Moreover, “compliance burden” is a misnomer: The measure does not distinguish between the costs incurred by compliant taxpayers and the expenses of noncompliant individuals who spend time and money figuring out illegal ways to reduce their reported taxable income.
Expanding surveys to cover other types of activities would fill in some gaps. Linking data on tax burdens and compliance would provide insight into the trade-offs between the IRS’s service and enforcement missions.
Telephone calls: At least twice a year, the IRS releases information on the percentage of calls that customer service agents answer. But one figure covers just the filing season, and the other covers the entire year. Consequently, they can greatly differ because the IRS’s service priorities change during the year.
Providing more detailed information throughout the year about shifts in priorities and activities could reveal more about the IRS’s trade-offs—for example, between answering the phones and reviewing taxpayers’ responses to notices.

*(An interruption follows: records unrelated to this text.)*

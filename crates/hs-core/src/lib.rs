//! hmmspec core library
//!
//! This library provides the HMM specification builder:
//! - The in-memory model (states, emissions, probability vectors)
//! - Editing sessions and the command script language
//! - Wire-format serialization and decoding
//! - Configuration loading, logging and exit codes for the CLI
//!
//! The binary entry point is in `main.rs`.

pub mod config;
pub mod exit_codes;
pub mod logging;
pub mod model;
pub mod render;
pub mod serialize;
pub mod session;
pub mod wire;

pub use model::Specification;
pub use serialize::{serialize, SpecSerializer, WireMap};
pub use session::{Command, EditSession};
pub use wire::{decode, HmmForm};
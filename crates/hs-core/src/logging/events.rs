//! Structured event definitions for logging.
//!
//! Every event carries the run ID, the editing session when one exists, and
//! the stage of the builder that produced it.

use serde::{Deserialize, Serialize};

/// Stages a specification passes through.
#[derive(Debug, Clone, Copy, PartialEq, Eq, Serialize, Deserialize)]
#[serde(rename_all = "snake_case")]
pub enum Stage {
    /// Startup and configuration.
    Init,
    /// Applying structural and value edits.
    Edit,
    /// Probability vector checks.
    Validate,
    /// Flattening to the wire map.
    Serialize,
    /// Reading a wire map back.
    Decode,
    /// Scatter plot hand-off.
    Render,
}

impl std::fmt::Display for Stage {
    fn fmt(&self, f: &mut std::fmt::Formatter<'_>) -> std::fmt::Result {
        let s = match self {
            Stage::Init => "init",
            Stage::Edit => "edit",
            Stage::Validate => "validate",
            Stage::Serialize => "serialize",
            Stage::Decode => "decode",
            Stage::Render => "render",
        };
        write!(f, "{}", s)
    }
}

/// Standard event names used in logging.
pub mod event_names {
    // Session lifecycle
    pub const SESSION_STARTED: &str = "session.started";
    pub const SESSION_FINISHED: &str = "session.finished";
    pub const COMMAND_APPLIED: &str = "session.command_applied";
    pub const COMMAND_REJECTED: &str = "session.command_rejected";

    // Model edits
    pub const STATE_ADDED: &str = "edit.state_added";
    pub const STATE_REMOVED: &str = "edit.state_removed";
    pub const STATE_RENAMED: &str = "edit.state_renamed";
    pub const STATE_CAPACITY_EXCEEDED: &str = "edit.state_capacity_exceeded";
    pub const EMISSION_MODE_SET: &str = "edit.emission_mode_set";
    pub const COMPONENT_ADDED: &str = "edit.component_added";
    pub const COMPONENT_REMOVED: &str = "edit.component_removed";
    pub const DISTRIBUTION_SET: &str = "edit.distribution_set";
    pub const PROBABILITIES_REBUILT: &str = "edit.probabilities_rebuilt";
    pub const PROBABILITIES_TORN_DOWN: &str = "edit.probabilities_torn_down";

    // Validation
    pub const VECTOR_ACCEPTED: &str = "validate.vector_accepted";
    pub const VECTOR_REJECTED: &str = "validate.vector_rejected";

    // Wire
    pub const SERIALIZE_FINISHED: &str = "serialize.finished";
    pub const SERIALIZE_INCOMPLETE: &str = "serialize.incomplete";
    pub const DECODE_FINISHED: &str = "decode.finished";
    pub const DECODE_FAILED: &str = "decode.failed";

    pub const RENDER_SKIPPED: &str = "render.skipped";

    // Config/init events
    pub const CONFIG_LOADED: &str = "config.loaded";
    pub const CONFIG_DEFAULT_USED: &str = "config.default_used";
    pub const CONFIG_ERROR: &str = "config.error";

    pub const INTERNAL_ERROR: &str = "internal_error";
}

/// Correlation IDs shared by every event of one invocation.
#[derive(Debug, Clone)]
pub struct LogContext {
    pub run_id: String,
    pub session_id: Option<String>,
}

impl LogContext {
    pub fn new(run_id: impl Into<String>) -> Self {
        LogContext {
            run_id: run_id.into(),
            session_id: None,
        }
    }

    pub fn with_session_id(mut self, session_id: impl Into<String>) -> Self {
        self.session_id = Some(session_id.into());
        self
    }
}

#[cfg(test)]
mod tests {
    use super::*;

    #[test]
    fn test_context_carries_session() {
        let ctx = LogContext::new("run-abc");
        assert!(ctx.session_id.is_none());
        let ctx = ctx.with_session_id("hs-20260115-143022-b2c3");
        assert_eq!(ctx.run_id, "run-abc");
        assert_eq!(ctx.session_id.as_deref(), Some("hs-20260115-143022-b2c3"));
    }

    #[test]
    fn test_stage_display() {
        assert_eq!(Stage::Serialize.to_string(), "serialize");
        assert_eq!(serde_json::to_string(&Stage::Render).unwrap(), "\"render\"");
    }
}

Tax gap. The IRS enforces the tax code, but complex laws and funding cutbacks open opportunities for evasion that bump up the tax gap. The agency should develop a methodology for tax-gap measurement that distinguishes between its role in enforcing the tax code from factors that are beyond its control.
Audit rates. An oft-cited performance measure, audit rates provide no information on the quality of an examination. A less visible metric is the no-change rate, or the percentage of audits resulting in no changes in taxes owed.

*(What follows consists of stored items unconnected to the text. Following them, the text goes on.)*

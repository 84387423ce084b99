//! Per-state emission definitions.

use hs_common::{Error, Result};
use hs_config::ComponentIndexPolicy;
use hs_math::ProbabilityVectorValidator;
use serde::{Deserialize, Serialize};
use std::fmt;

use super::distribution::{DistributionKind, DistributionSpec, ParamField};
use super::probability::{ProbabilityVector, VectorStatus};

/// Whether a state emits from one distribution or a weighted mixture.
#[derive(Debug, Clone, Copy, PartialEq, Eq, Default, Serialize, Deserialize)]
#[serde(rename_all = "lowercase")]
pub enum EmissionMode {
    /// Neither mode chosen yet.
    #[default]
    Unset,
    Single,
    Mixture,
}

impl EmissionMode {
    /// `com_type` value in the wire format.
    pub fn wire_name(&self) -> Option<&'static str> {
        match self {
            EmissionMode::Unset => None,
            EmissionMode::Single => Some("SingleComponent"),
            EmissionMode::Mixture => Some("MixtureComponent"),
        }
    }

    pub fn parse(s: &str) -> Option<Self> {
        match s.trim().to_ascii_lowercase().as_str() {
            "single" | "singlecomponent" => Some(EmissionMode::Single),
            "mixture" | "mixturecomponent" => Some(EmissionMode::Mixture),
            _ => None,
        }
    }
}

impl fmt::Display for EmissionMode {
    fn fmt(&self, f: &mut fmt::Formatter<'_>) -> fmt::Result {
        match self {
            EmissionMode::Unset => write!(f, "unset"),
            EmissionMode::Single => write!(f, "single"),
            EmissionMode::Mixture => write!(f, "mixture"),
        }
    }
}

/// One distribution slot of a state.
#[derive(Debug, Clone, PartialEq, Serialize, Deserialize)]
pub struct Component {
    index: usize,
    distribution: Option<DistributionSpec>,
}

impl Component {
    fn new(index: usize) -> Self {
        Component {
            index,
            distribution: None,
        }
    }

    /// 0-based index within the owning state.
    pub fn index(&self) -> usize {
        self.index
    }

    pub fn distribution(&self) -> Option<&DistributionSpec> {
        self.distribution.as_ref()
    }

    /// Choose the kind; any entered parameters are discarded.
    pub fn set_distribution(&mut self, kind: DistributionKind) {
        self.distribution = Some(DistributionSpec::empty(kind));
    }

    pub fn set_param(&mut self, field: ParamField, value: f64) -> Result<()> {
        let index = self.index;
        self.distribution
            .as_mut()
            .ok_or_else(|| {
                Error::InvalidCommand(format!(
                    "component {} has no distribution kind yet",
                    index
                ))
            })?
            .set_param(field, value)
    }
}

/// Emission definition of one state.
///
/// Single mode holds exactly one component and no weights. Mixture mode holds
/// any number of components, each paired with a weight slot at the same
/// position.
#[derive(Debug, Clone, PartialEq)]
pub struct ComponentBuilder {
    mode: EmissionMode,
    components: Vec<Component>,
    weights: ProbabilityVector,
    next_index: usize,
    policy: ComponentIndexPolicy,
}

impl ComponentBuilder {
    pub fn new(policy: ComponentIndexPolicy) -> Self {
        ComponentBuilder {
            mode: EmissionMode::Unset,
            components: Vec::new(),
            weights: ProbabilityVector::new(0),
            next_index: 0,
            policy,
        }
    }

    pub fn mode(&self) -> EmissionMode {
        self.mode
    }

    /// Switch mode. Every component and weight is discarded, even when the
    /// mode does not change.
    pub fn set_mode(&mut self, mode: EmissionMode) {
        self.mode = mode;
        self.weights = ProbabilityVector::new(0);
        self.components.clear();
        self.next_index = 0;
        if mode == EmissionMode::Single {
            self.components.push(Component::new(0));
            self.next_index = 1;
        }
    }

    pub fn components(&self) -> &[Component] {
        &self.components
    }

    /// Component by its index (not its position).
    pub fn component(&self, index: usize) -> Option<&Component> {
        self.components.iter().find(|c| c.index == index)
    }

    pub fn weights(&self) -> &ProbabilityVector {
        &self.weights
    }

    /// Weight entered for component `index`.
    pub fn weight_of(&self, index: usize) -> Option<f64> {
        self.position(index)
            .and_then(|pos| self.weights.slots().get(pos).copied().flatten())
    }

    /// Append a mixture component with a matching weight slot; returns its index.
    pub fn add_component(&mut self) -> Result<usize> {
        self.require_mixture("add a component")?;
        let index = match self.policy {
            ComponentIndexPolicy::Monotonic => self.next_index,
            ComponentIndexPolicy::Renumber => self.components.len(),
        };
        self.components.push(Component::new(index));
        self.weights.push();
        self.next_index += 1;
        Ok(index)
    }

    /// Remove a mixture component and its weight slot.
    pub fn remove_component(
        &mut self,
        index: usize,
        validator: &ProbabilityVectorValidator,
    ) -> Result<Component> {
        self.require_mixture("remove a component")?;
        let pos = self
            .position(index)
            .ok_or_else(|| Error::not_found(format!("component {}", index)))?;
        let removed = self.components.remove(pos);
        self.weights.remove(pos, validator)?;
        if self.policy == ComponentIndexPolicy::Renumber {
            for (i, component) in self.components.iter_mut().enumerate() {
                component.index = i;
            }
        }
        Ok(removed)
    }

    pub fn set_distribution(&mut self, component: Option<usize>, kind: DistributionKind) -> Result<()> {
        self.component_mut(component)?.set_distribution(kind);
        Ok(())
    }

    pub fn set_param(&mut self, component: Option<usize>, field: ParamField, value: f64) -> Result<()> {
        self.component_mut(component)?.set_param(field, value)
    }

    /// Set the mixture weight of component `index` and re-validate the weights.
    pub fn set_weight(
        &mut self,
        index: usize,
        value: Option<f64>,
        validator: &ProbabilityVectorValidator,
    ) -> Result<VectorStatus> {
        self.require_mixture("set a weight")?;
        let pos = self
            .position(index)
            .ok_or_else(|| Error::not_found(format!("component {}", index)))?;
        self.weights.set(pos, value, validator).cloned()
    }

    fn position(&self, index: usize) -> Option<usize> {
        self.components.iter().position(|c| c.index == index)
    }

    fn require_mixture(&self, action: &str) -> Result<()> {
        if self.mode == EmissionMode::Mixture {
            Ok(())
        } else {
            Err(Error::InvalidCommand(format!(
                "cannot {} in {} mode",
                action, self.mode
            )))
        }
    }

    fn component_mut(&mut self, component: Option<usize>) -> Result<&mut Component> {
        match (self.mode, component) {
            (EmissionMode::Unset, _) => Err(Error::InvalidCommand(
                "choose single or mixture mode first".to_string(),
            )),
            (EmissionMode::Single, None | Some(0)) => self
                .components
                .first_mut()
                .ok_or_else(|| Error::not_found("component 0")),
            (EmissionMode::Single, Some(index)) => Err(Error::InvalidCommand(format!(
                "single mode has no component {}",
                index
            ))),
            (EmissionMode::Mixture, None) => Err(Error::InvalidCommand(
                "mixture components must be addressed by index".to_string(),
            )),
            (EmissionMode::Mixture, Some(index)) => self
                .components
                .iter_mut()
                .find(|c| c.index == index)
                .ok_or_else(|| Error::not_found(format!("component {}", index))),
        }
    }
}

#[cfg(test)]
mod tests {
    use super::*;

    fn validator() -> ProbabilityVectorValidator {
        ProbabilityVectorValidator::default()
    }

    fn mixture(policy: ComponentIndexPolicy, n: usize) -> ComponentBuilder {
        let mut builder = ComponentBuilder::new(policy);
        builder.set_mode(EmissionMode::Mixture);
        for _ in 0..n {
            builder.add_component().unwrap();
        }
        builder
    }

    #[test]
    fn test_new_builder_is_unset() {
        let mut builder = ComponentBuilder::new(ComponentIndexPolicy::Monotonic);
        assert_eq!(builder.mode(), EmissionMode::Unset);
        assert!(builder.components().is_empty());
        assert!(matches!(
            builder.set_distribution(None, DistributionKind::Normal),
            Err(Error::InvalidCommand(_))
        ));
    }

    #[test]
    fn test_single_mode_has_one_component() {
        let mut builder = ComponentBuilder::new(ComponentIndexPolicy::Monotonic);
        builder.set_mode(EmissionMode::Single);
        assert_eq!(builder.components().len(), 1);
        assert!(builder.add_component().is_err());
        builder.set_distribution(None, DistributionKind::Normal).unwrap();
        builder.set_param(Some(0), ParamField::WgaMean, 1.0).unwrap();
        assert!(builder.set_param(Some(1), ParamField::WgaMean, 1.0).is_err());
    }

    #[test]
    fn test_mode_switch_discards_parameters() {
        let mut builder = ComponentBuilder::new(ComponentIndexPolicy::Monotonic);
        builder.set_mode(EmissionMode::Single);
        builder.set_distribution(None, DistributionKind::Normal).unwrap();
        builder.set_param(None, ParamField::WgaMean, 1.0).unwrap();

        builder.set_mode(EmissionMode::Mixture);
        assert!(builder.components().is_empty());
        builder.set_mode(EmissionMode::Single);
        assert_eq!(builder.components()[0].distribution(), None);
    }

    #[test]
    fn test_monotonic_indices_leave_gaps() {
        let mut builder = mixture(ComponentIndexPolicy::Monotonic, 3);
        builder.remove_component(0, &validator()).unwrap();
        let idx = builder.add_component().unwrap();
        let indices: Vec<usize> = builder.components().iter().map(|c| c.index()).collect();
        assert_eq!(indices, vec![1, 2, 3]);
        assert_eq!(idx, 3);
    }

    #[test]
    fn test_renumber_policy_keeps_indices_contiguous() {
        let mut builder = mixture(ComponentIndexPolicy::Renumber, 3);
        builder.remove_component(0, &validator()).unwrap();
        builder.add_component().unwrap();
        let indices: Vec<usize> = builder.components().iter().map(|c| c.index()).collect();
        assert_eq!(indices, vec![0, 1, 2]);
    }

    #[test]
    fn test_remove_unknown_component() {
        let mut builder = mixture(ComponentIndexPolicy::Monotonic, 2);
        let err = builder.remove_component(5, &validator()).unwrap_err();
        assert!(matches!(err, Error::NotFound { .. }));
        assert_eq!(builder.components().len(), 2);
    }

    #[test]
    fn test_weights_follow_components() {
        let mut builder = mixture(ComponentIndexPolicy::Monotonic, 3);
        builder.set_weight(0, Some(0.5), &validator()).unwrap();
        builder.set_weight(1, Some(0.5), &validator()).unwrap();
        let status = builder.set_weight(2, Some(0.2), &validator()).unwrap();
        assert!(matches!(status, VectorStatus::Rejected { .. }));

        builder.remove_component(2, &validator()).unwrap();
        assert_eq!(builder.weights().accepted(), Some("0.5,0.5"));
        assert_eq!(builder.weight_of(1), Some(0.5));
        assert_eq!(builder.weight_of(2), None);
    }

    #[test]
    fn test_weight_requires_mixture() {
        let mut builder = ComponentBuilder::new(ComponentIndexPolicy::Monotonic);
        builder.set_mode(EmissionMode::Single);
        assert!(matches!(
            builder.set_weight(0, Some(1.0), &validator()),
            Err(Error::InvalidCommand(_))
        ));
    }

    #[test]
    fn test_mode_parse_and_wire_name() {
        assert_eq!(EmissionMode::parse("Mixture"), Some(EmissionMode::Mixture));
        assert_eq!(EmissionMode::parse("SingleComponent"), Some(EmissionMode::Single));
        assert_eq!(EmissionMode::parse("both"), None);
        assert_eq!(EmissionMode::Unset.wire_name(), None);
        assert_eq!(EmissionMode::Mixture.wire_name(), Some("MixtureComponent"));
    }
}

A low no-change rate may demonstrate that the IRS is doing a good job selecting tax returns to examine. But it may also reflect taxpayers’ lack of resources to successfully challenge an examiner’s finding of underpaid taxes. Accompanying no-change metrics with more in-depth investigation of taxpayers’ responses to audit notices would shed more light on the quality of the IRS’s enforcement methods, not just their number.
Return on investment. Until the recent debates over IRS budget shortfalls and funding boosts, the returns on investments (ROI) in the IRS received little attention. The new interest in ROIs has focused on shortcomings in the historic measures: As outlined in a recent study by a Treasury economist and other researchers as well as in an IRS report, not all benefits have been included in the estimates, but neither have all costs. A more comprehensive measure could better inform decisions about both the level and allocations of the IRS budget.

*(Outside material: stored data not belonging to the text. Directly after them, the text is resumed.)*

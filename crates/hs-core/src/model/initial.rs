//! Initial-state probability vector.

use hs_common::{Error, Result};
use hs_math::ProbabilityVectorValidator;

use super::probability::{ProbabilityVector, VectorStatus};

/// One probability slot per state. Rebuilt from scratch whenever the
/// state count changes.
#[derive(Debug, Clone, PartialEq)]
pub struct InitialVectorBuilder {
    vector: ProbabilityVector,
}

impl InitialVectorBuilder {
    pub fn new(states: usize) -> Self {
        InitialVectorBuilder {
            vector: ProbabilityVector::new(states),
        }
    }

    pub fn len(&self) -> usize {
        self.vector.len()
    }

    pub fn is_empty(&self) -> bool {
        self.vector.is_empty()
    }

    /// Set the probability of starting in `state` (1-based).
    pub fn set(
        &mut self,
        state: usize,
        value: Option<f64>,
        validator: &ProbabilityVectorValidator,
    ) -> Result<VectorStatus> {
        let slot = state
            .checked_sub(1)
            .filter(|slot| *slot < self.vector.len())
            .ok_or_else(|| Error::not_found(format!("initial probability of state {}", state)))?;
        self.vector.set(slot, value, validator).cloned()
    }

    pub fn vector(&self) -> &ProbabilityVector {
        &self.vector
    }

    pub fn status(&self) -> &VectorStatus {
        self.vector.status()
    }

    pub fn accepted(&self) -> Option<&str> {
        self.vector.accepted()
    }
}

#[cfg(test)]
mod tests {
    use super::*;

    #[test]
    fn test_slots_are_one_based() {
        let validator = ProbabilityVectorValidator::default();
        let mut ipv = InitialVectorBuilder::new(2);
        assert!(ipv.set(0, Some(1.0), &validator).is_err());
        assert!(ipv.set(3, Some(1.0), &validator).is_err());
        ipv.set(1, Some(0.6), &validator).unwrap();
        let status = ipv.set(2, Some(0.4), &validator).unwrap();
        assert_eq!(status.accepted(), Some("0.6,0.4"));
        assert_eq!(ipv.accepted(), Some("0.6,0.4"));
    }
}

Fairness measures. Challenges to measuring the IRS's effectiveness in meeting its service and enforcement missions are compounded when analyzing differences across groups of taxpayers. Improving the aggregate measures and determining how to capture differences more accurately by income or racial groups will provide more insight into whether the IRS also meets its mission to treat taxpayers equitably.
Mission-related performance metrics are essential to judging lawmakers’ investments in the IRS. But first, the IRS could be more transparent when releasing performance metrics about flaws in the data. That transparency can set the stage for fundamental changes to the way the IRS operates, allowing it to better meet its mission to provide support to taxpayers, enforce the tax code, and treat all taxpayers fairly.